* What is expected:
In the listing below, report how many lines include the string "tokio", giving only that number.

(Available records Opens)

pub fn router(ctx: Arc<AppContext>) -> Router {
    Router::new()
        .route("/api/recent_memories/", get(recent_memories))
        .route("/api/search_memories/", get(search_memories))
        .route("/api/memories_agent_chat/", get(memories_agent_chat))
        .route("/api/agent_chat/", get(agent_chat))
        .route("/api/save_memory/", post(save_memory))
        .route("/api/delete_memory/", delete(delete_memory))
        .route("/api/edit_memory/", patch(edit_memory))
        .with_state(ctx)
}

// ─── Memory endpoints ────────────────────────────────────────────────────────

#[derive(Deserialize)]
struct RecentParams {
    limit: Option<u32>,
}

async fn recent_memories(
    State(ctx): State<Arc<AppContext>>,
    Query(params): Query<RecentParams>,
) -> Response {
    match ctx.memory.recent_memories(params.limit.unwrap_or(5)) {
        Ok(memories) => Json(json!({"memories": memories})).into_response(),
        Err(e) => internal_error(e),
    }
}

async fn search_memories(
    State(ctx): State<Arc<AppContext>>,
    Query(params): Query<Vec<(String, String)>>,
) -> Response {
    let terms: Vec<String> = params
        .into_iter()
        .filter(|(key, _)| key == "search")
        .map(|(_, value)| value)
        .collect();
    if terms.is_empty() {
        return bad_request("at least one `search` term is required");
    }
    match ctx.memory.search_memories(&terms) {
        Ok(memories) => Json(json!({"memories": memories})).into_response(),
        Err(e) => internal_error(e),
    }
}

#[derive(Deserialize)]
struct SaveMemoryBody {
    memory_text: Option<String>,
    memory_image_base64: Option<String>,
}

async fn save_memory(
    State(ctx): State<Arc<AppContext>>,
    Json(body): Json<SaveMemoryBody>,
) -> Response {
    let text = body.memory_text.filter(|t| !t.is_empty());
    let image = body.memory_image_base64.filter(|i| !i.is_empty());

    if let Some(image) = image {
        // The payload may carry a `data:<mime>;base64,` prefix.
        let encoded = match image.split_once(',') {
            Some((prefix, rest)) if prefix.starts_with("data:") => rest.to_string(),
            _ => image,
        };
        let bytes = match BASE64.decode(encoded.as_bytes()) {
            Ok(b) => b,
            Err(e) => return bad_request(&format!("invalid base64 image data: {e}")),
        };
        // Captioning is slow; run it in the background and return now.
        tokio::spawn(process_image_memory(ctx, bytes, text));
        return success();
    }

    if let Some(text) = text {
        return match ctx.memory.save_memory(&text, None) {
            Ok(_) => {
                ctx.caches.invalidate_memory_caches();
                success()
            }
            Err(e) => internal_error(e),
        };
    }

    bad_request("one of `memory_text` or `memory_image_base64` is required")
}

/// Background ingestion of an image memory: caption, persist, invalidate.
async fn process_image_memory(ctx: Arc<AppContext>, bytes: Vec<u8>, context_text: Option<String>) {
    let description = match ctx.captioner.describe(&bytes, context_text.as_deref()).await {
        Ok(d) => d,
        Err(e) => {
            warn!(error = %e, "image captioning failed, dropping image memory");
            return;
        }
    };
    let final_memory = match &context_text {
        Some(text) => format!("{text}\n\nImage: {description}"),
        None => format!("Image: {description}"),
    };
    match ctx.memory.save_memory(&final_memory, Some(&bytes)) {
        Ok(id) => {
            info!(id, "image memory saved");
            ctx.caches.invalidate_memory_caches();
        }
        Err(e) => warn!(error = %e, "failed to save image memory"),
    }
}

#[derive(Deserialize)]
struct DeleteBody {
    memory_id: i64,
}

async fn delete_memory(
    State(ctx): State<Arc<AppContext>>,
    Json(body): Json<DeleteBody>,
) -> Response {
    match ctx.memory.delete_memory(body.memory_id) {
        Ok(()) => {
            ctx.caches.invalidate_memory_caches();
            success()
        }
        Err(e) => internal_error(e),
    }
}

#[derive(Deserialize)]
struct EditBody {
    id: Option<i64>,
    memory: Option<String>,
}

async fn edit_memory(State(ctx): State<Arc<AppContext>>, Json(body): Json<EditBody>) -> Response {
    let (id, memory) = match (body.id, body.memory.filter(|m| !m.is_empty())) {
        (Some(id), Some(memory)) => (id, memory),
        _ => return bad_request("Both id and memory are required"),
    };
    match ctx.memory.edit_memory(id, &memory) {
        Ok(()) => {
            ctx.caches.invalidate_memory_caches();
            success()
        }
        Err(e @ MemoryError::NotFound(_)) => bad_request(&e.to_string()),
        Err(e) => internal_error(e),
    }
}

// ─── Chat endpoints ──────────────────────────────────────────────────────────

#[derive(Deserialize)]
struct ChatParams {
    query: String,
}

/// Agentic chat: the assistant delegates tool calls to sub-agents.
async fn agent_chat(
    State(ctx): State<Arc<AppContext>>,
    Query(params): Query<ChatParams>,
) -> Response {
    let settings = ctx.generation_settings();
    let handler = Arc::new(SubAgentHandler::new(
        Arc::clone(&ctx.agentic_engine),
        Arc::clone(&ctx.template),
        Arc::clone(&ctx.caches),
        Arc::clone(&ctx.dispatcher),
        settings.clone(),
    ));
    let orchestrator = Orchestrator::new(
        Arc::clone(&ctx.agentic_engine),
        Arc::clone(&ctx.template),
        Arc::clone(&ctx.caches),
        handler,
        settings,
    )
    .with_conversation(prompts::assistant_system_prompt(), params.query);
    let key = CacheKey::derive(ctx.agentic_engine.model_name(), "assistant", None);
    stream_chat(orchestrator, key)
}
// Copyright (c) 2024-2026 Martin Schröder <info@swedishembedded.com>
//
// SPDX-License-Identifier: Apache-2.0
use std::pin::Pin;
use std::sync::Arc;

use async_trait::async_trait;
use futures::Stream;

use crate::cache::PromptCache;
use crate::SamplerParams;

/// Raw text chunks from the model, at arbitrary boundaries.
///
/// Reasoning markers (`<think>`) and tool-call markers (`<tool_call>`)
/// arrive inline in this stream and may straddle chunk boundaries; the
/// orchestrator's splitter is responsible for separating them.
pub type TokenStream = Pin<Box<dyn Stream<Item = anyhow::Result<String>> + Send>>;

/// One generation request against a rendered prompt.
#[derive(Clone)]
pub struct GenerationRequest {
    pub prompt: String,
    pub params: SamplerParams,
    pub max_tokens: u32,
    pub max_kv_size: u32,
    /// Prompt-state cache for prefix reuse.  The caller retains the
    /// registry guard; the engine only shares the cache handle for the
    /// duration of the generation.
    pub cache: Option<Arc<PromptCache>>,
}

impl std::fmt::Debug for GenerationRequest {
    fn fmt(&self, f: &mut std::fmt::Formatter<'_>) -> std::fmt::Result {
        f.debug_struct("GenerationRequest")
            .field("prompt_len", &self.prompt.len())
            .field("max_tokens", &self.max_tokens)
            .field("max_kv_size", &self.max_kv_size)
            .field("cache", &self.cache.as_ref().map(|c| c.key().to_string()))
            .finish()
    }
}

/// The token-generation collaborator.
///
/// Model loading and decoding live behind this seam.  Implementations
/// must serialize concurrent generations on the same underlying model
/// object; callers assume one generation at a time per engine.
#[async_trait]
pub trait InferenceEngine: Send + Sync {
    /// Model identifier, used for cache-key derivation and logging.
    fn model_name(&self) -> &str;

    /// Whether this model's chat template opens a reasoning block
    /// implicitly, i.e. the stream begins inside `<think>` without
    /// emitting the opening tag.  Drives the splitter's injection mode.
    fn opens_reasoning_implicitly(&self) -> bool {
        false
    }

    /// Start one generation and return the raw chunk stream.
    async fn generate(&self, req: GenerationRequest) -> anyhow::Result<TokenStream>;
}

/// The vision-captioning collaborator used for image memories.
#[async_trait]
pub trait ImageCaptioner: Send + Sync {
    /// Produce a detailed textual description of the image.  `context`
    /// is the user-supplied memory text accompanying the upload, if any.
    async fn describe(&self, image: &[u8], context: Option<&str>) -> anyhow::Result<String>;
}
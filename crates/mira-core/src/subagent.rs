// Copyright (c) 2024-2026 Martin Schröder <info@swedishembedded.com>
//
// SPDX-License-Identifier: Apache-2.0
//! Sub-agent execution of delegated tool calls.
//!
//! The handler spawns a second orchestrator on a worker task, running in
//! collect mode with its own conversation and its own cache key.  Two
//! queues carry the worker's output back: split deltas on the token
//! queue, tool start/end markers on the event queue.  The returned
//! outcome stream multiplexes both into subagent-prefixed envelopes; the
//! result handle joins the worker for the final text.  Recursion stops
//! at depth one — the sub-agent is always built with the direct handler.

use std::sync::Arc;

use async_trait::async_trait;
use tokio::sync::mpsc;
use tracing::{debug, info};

use mira_model::{CacheKey, CacheRegistry, ChatTemplate, InferenceEngine};
use mira_tools::ToolDispatcher;

use crate::envelope::{event_type, subagent_envelope, Envelope};
use crate::orchestrator::{
    DirectHandler, GenerationSettings, Orchestrator, OutputMode, ResultHandle, ToolCallHandler,
    ToolOutcome,
};
use crate::prompts::subagent_turns;
use crate::splitter::ControlEvent;
use crate::toolcall::ToolInvocation;

const TOKEN_QUEUE_DEPTH: usize = 256;
const EVENT_QUEUE_DEPTH: usize = 64;

/// Delegates every tool call to a sub-agent that executes the task
/// end-to-end with direct tool access.
pub struct SubAgentHandler {
    engine: Arc<dyn InferenceEngine>,
    template: Arc<dyn ChatTemplate>,
    caches: Arc<CacheRegistry>,
    dispatcher: Arc<ToolDispatcher>,
    settings: GenerationSettings,
}

impl SubAgentHandler {
    pub fn new(
        engine: Arc<dyn InferenceEngine>,
        template: Arc<dyn ChatTemplate>,
        caches: Arc<CacheRegistry>,
        dispatcher: Arc<ToolDispatcher>,
        settings: GenerationSettings,
    ) -> Self {
        // Sub-agent caches are transient: released on completion, never
        // persisted.
        let settings = GenerationSettings {
            persist_cache: false,
            ..settings
        };
        Self {
            engine,
            template,
            caches,
            dispatcher,
            settings,
        }
    }
}

#[async_trait]
impl ToolCallHandler for SubAgentHandler {
    async fn handle(&self, invocation: &ToolInvocation, parent_query: &str) -> ToolOutcome {
        let (token_tx, mut token_rx) = mpsc::channel(TOKEN_QUEUE_DEPTH);
        let (event_tx, mut event_rx) = mpsc::channel(EVENT_QUEUE_DEPTH);

        // A distinct key (tool name included) keeps the sub-agent's
        // prompt state from colliding with the parent's.
        let cache_key = CacheKey::derive(
            self.engine.model_name(),
            "subagent",
            Some(&invocation.name),
        );

        let (system, user) = subagent_turns(parent_query, &invocation.name, &invocation.arguments);
        let mut worker_orchestrator = Orchestrator::new(
            Arc::clone(&self.engine),
            Arc::clone(&self.template),
            Arc::clone(&self.caches),
            Arc::new(DirectHandler::new(Arc::clone(&self.dispatcher))),
            self.settings.clone(),
        )
        .with_conversation(system.text, user.text);

        info!(tool = %invocation.name, %cache_key, "spawning sub-agent");

        let caches = Arc::clone(&self.caches);
        let worker_key = cache_key.clone();
        let worker = tokio::spawn(async move {
            let result = worker_orchestrator
                .run(
                    worker_key.clone(),
                    OutputMode::Collect {
                        tokens: token_tx,
                        events: event_tx,
                    },
                )
                .await;
            // Release on completion: delete from memory and disk.
            caches.release_cache(&worker_key, true);
            match result {
                Ok(text) => text,
                Err(e) => format!("Error: sub-agent failed: {e}"),
            }
        });

        let tool_name = invocation.name.clone();
        let stream = async_stream::stream! {
            // The queues drain until the worker is gone: both senders live
            // inside the worker task, so channel closure doubles as the
            // liveness signal.  Tokens are drained preferentially so a
            // queued-up delta backlog is flushed before a later control
            // event overtakes it.
            loop {
                let envelope = tokio::select! {
                    biased;
                    Some(item) = token_rx.recv() => subagent_envelope(&item, &tool_name),
                    Some(event) = event_rx.recv() => Some(control_envelope(&event, &tool_name)),
                    else => break,
                };
                if let Some(envelope) = envelope {
                    yield envelope;
                }
            }
            debug!(tool = %tool_name, "sub-agent queues drained");
        };

        ToolOutcome {
            stream: Some(Box::pin(stream)),
            result: ResultHandle::Join(worker),
        }
    }
}

/// Map a sub-agent control event onto the subagent-prefixed envelope
/// type, tagging it with the delegated tool's name.
fn control_envelope(event: &ControlEvent, tool_name: &str) -> Envelope {
    let type_name = match event.kind.as_str() {
        "tool_call_start" => event_type::SUBAGENT_TOOL_CALL_START,
        "tool_call_end" => event_type::SUBAGENT_TOOL_CALL_END,
        other => other,
    };
    Envelope::from_control(event, type_name).with_field("tool_name", tool_name)
}

// ─── Unit tests ──────────────────────────────────────────────────────────────
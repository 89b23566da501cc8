use std::path::PathBuf;

use thiserror::Error;

/// Result alias used across the library.
pub type Result<T> = std::result::Result<T, FilterError>;

/// Everything that can stop a filter run.
#[derive(Debug, Error)]
pub enum FilterError {
    /// Read or write failure. `path` is `None` for in-memory sources.
    #[error("I/O error{}: {source}", display_path(.path))]
    Io {
        path: Option<PathBuf>,
        #[source]
        source: std::io::Error,
    },

    #[error("CSV error{}: {source}", display_path(.path))]
    Csv {
        path: Option<PathBuf>,
        #[source]
        source: csv::Error,
    },

    /// A result row whose instance matched but which has no setting field.
    #[error("results line {line}: expected at least two fields, got {content:?}")]
    MalformedRow { line: usize, content: String },

    #[error("invalid job file '{path}': {source}")]
    Json {
        path: PathBuf,
        #[source]
        source: serde_json::Error,
    },

    #[error("configuration error: {0}")]
    Config(String),
}

fn display_path(path: &Option<PathBuf>) -> String {
    match path {
        Some(p) => format!(" in '{}'", p.display()),
        None => String::new(),
    }
}

impl FilterError {
    pub(crate) fn io(source: std::io::Error) -> Self {
        FilterError::Io { path: None, source }
    }

    /// Attach a file path to an I/O or CSV error that was raised without one.
    pub fn at_path(self, at: impl Into<PathBuf>) -> Self {
        match self {
            FilterError::Io { path: None, source } => FilterError::Io {
                path: Some(at.into()),
                source,
            },
            FilterError::Csv { path: None, source } => FilterError::Csv {
                path: Some(at.into()),
                source,
            },
            other => other,
        }
    }
}

impl From<std::io::Error> for FilterError {
    fn from(source: std::io::Error) -> Self {
        FilterError::io(source)
    }
}

impl From<csv::Error> for FilterError {
    fn from(source: csv::Error) -> Self {
        FilterError::Csv { path: None, source }
    }
}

(Available records Closes)

* Result below:
4